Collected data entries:

● ● ● ● ● ● ●

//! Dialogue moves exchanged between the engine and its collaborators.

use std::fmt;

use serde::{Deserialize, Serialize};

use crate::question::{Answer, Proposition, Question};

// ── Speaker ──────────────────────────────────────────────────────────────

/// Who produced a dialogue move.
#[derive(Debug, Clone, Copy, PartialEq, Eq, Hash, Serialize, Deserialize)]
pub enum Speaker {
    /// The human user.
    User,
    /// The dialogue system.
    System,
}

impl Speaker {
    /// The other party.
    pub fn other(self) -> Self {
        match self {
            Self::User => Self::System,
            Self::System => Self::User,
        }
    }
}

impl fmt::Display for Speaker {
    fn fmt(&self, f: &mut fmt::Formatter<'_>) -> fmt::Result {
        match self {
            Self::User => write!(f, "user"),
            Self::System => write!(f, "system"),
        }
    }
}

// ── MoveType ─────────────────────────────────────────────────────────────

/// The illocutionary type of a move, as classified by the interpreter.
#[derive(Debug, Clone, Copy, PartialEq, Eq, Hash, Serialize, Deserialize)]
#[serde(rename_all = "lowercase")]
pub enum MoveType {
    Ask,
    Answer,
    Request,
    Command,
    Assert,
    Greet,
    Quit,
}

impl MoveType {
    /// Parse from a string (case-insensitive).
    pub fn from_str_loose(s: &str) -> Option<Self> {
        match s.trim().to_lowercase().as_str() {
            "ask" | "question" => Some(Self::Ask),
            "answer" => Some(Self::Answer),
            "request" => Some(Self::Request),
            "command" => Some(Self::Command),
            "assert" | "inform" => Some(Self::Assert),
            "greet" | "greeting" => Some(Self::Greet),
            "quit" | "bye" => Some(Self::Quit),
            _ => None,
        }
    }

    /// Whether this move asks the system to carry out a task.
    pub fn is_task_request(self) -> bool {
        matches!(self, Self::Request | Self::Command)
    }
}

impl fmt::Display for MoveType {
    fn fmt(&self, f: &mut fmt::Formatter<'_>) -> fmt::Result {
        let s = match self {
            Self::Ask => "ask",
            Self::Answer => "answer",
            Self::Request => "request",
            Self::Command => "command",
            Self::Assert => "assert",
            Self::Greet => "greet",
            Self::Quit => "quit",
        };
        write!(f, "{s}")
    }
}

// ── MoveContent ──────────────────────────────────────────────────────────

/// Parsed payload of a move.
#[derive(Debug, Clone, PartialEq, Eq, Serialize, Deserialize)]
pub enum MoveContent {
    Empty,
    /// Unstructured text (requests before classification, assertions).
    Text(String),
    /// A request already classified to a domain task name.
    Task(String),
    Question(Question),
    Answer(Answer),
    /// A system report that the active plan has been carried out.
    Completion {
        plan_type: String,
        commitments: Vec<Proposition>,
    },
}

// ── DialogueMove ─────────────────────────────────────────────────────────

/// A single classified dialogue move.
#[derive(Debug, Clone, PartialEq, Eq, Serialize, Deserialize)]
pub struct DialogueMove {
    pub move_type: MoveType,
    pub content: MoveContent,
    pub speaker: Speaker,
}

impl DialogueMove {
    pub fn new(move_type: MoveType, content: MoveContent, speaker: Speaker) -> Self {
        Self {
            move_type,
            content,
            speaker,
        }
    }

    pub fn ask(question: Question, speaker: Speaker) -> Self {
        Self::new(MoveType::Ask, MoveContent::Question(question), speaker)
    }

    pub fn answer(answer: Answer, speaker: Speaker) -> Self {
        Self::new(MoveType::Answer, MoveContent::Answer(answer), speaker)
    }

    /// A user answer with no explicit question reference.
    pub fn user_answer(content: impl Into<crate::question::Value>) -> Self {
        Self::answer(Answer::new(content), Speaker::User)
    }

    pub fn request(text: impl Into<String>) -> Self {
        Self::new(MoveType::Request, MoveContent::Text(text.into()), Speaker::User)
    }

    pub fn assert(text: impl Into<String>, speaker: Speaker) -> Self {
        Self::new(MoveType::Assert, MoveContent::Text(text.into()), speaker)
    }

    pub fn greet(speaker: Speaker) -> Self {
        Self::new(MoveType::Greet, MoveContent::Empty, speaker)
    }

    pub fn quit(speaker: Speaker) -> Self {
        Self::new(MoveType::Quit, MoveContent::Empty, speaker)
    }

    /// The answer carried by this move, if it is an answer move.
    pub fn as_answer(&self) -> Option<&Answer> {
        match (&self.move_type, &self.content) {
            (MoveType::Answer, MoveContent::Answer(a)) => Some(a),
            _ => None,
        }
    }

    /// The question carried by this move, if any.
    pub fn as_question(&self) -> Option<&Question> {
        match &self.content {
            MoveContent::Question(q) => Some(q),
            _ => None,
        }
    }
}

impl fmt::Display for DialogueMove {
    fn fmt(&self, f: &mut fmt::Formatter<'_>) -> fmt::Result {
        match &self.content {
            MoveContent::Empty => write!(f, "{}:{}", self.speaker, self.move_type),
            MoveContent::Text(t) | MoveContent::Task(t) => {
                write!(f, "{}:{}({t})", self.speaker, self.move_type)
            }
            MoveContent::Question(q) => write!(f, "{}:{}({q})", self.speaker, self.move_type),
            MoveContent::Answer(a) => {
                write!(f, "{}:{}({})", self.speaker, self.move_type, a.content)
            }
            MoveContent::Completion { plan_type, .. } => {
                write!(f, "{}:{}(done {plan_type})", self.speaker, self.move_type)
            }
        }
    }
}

● ● ● ● ● ● ●

Exercise requirements: Read the records above. Show each line that has the string "Command".

Response below:
    Command,
            "command" => Some(Self::Command),
        matches!(self, Self::Request | Self::Command)
            Self::Command => "command",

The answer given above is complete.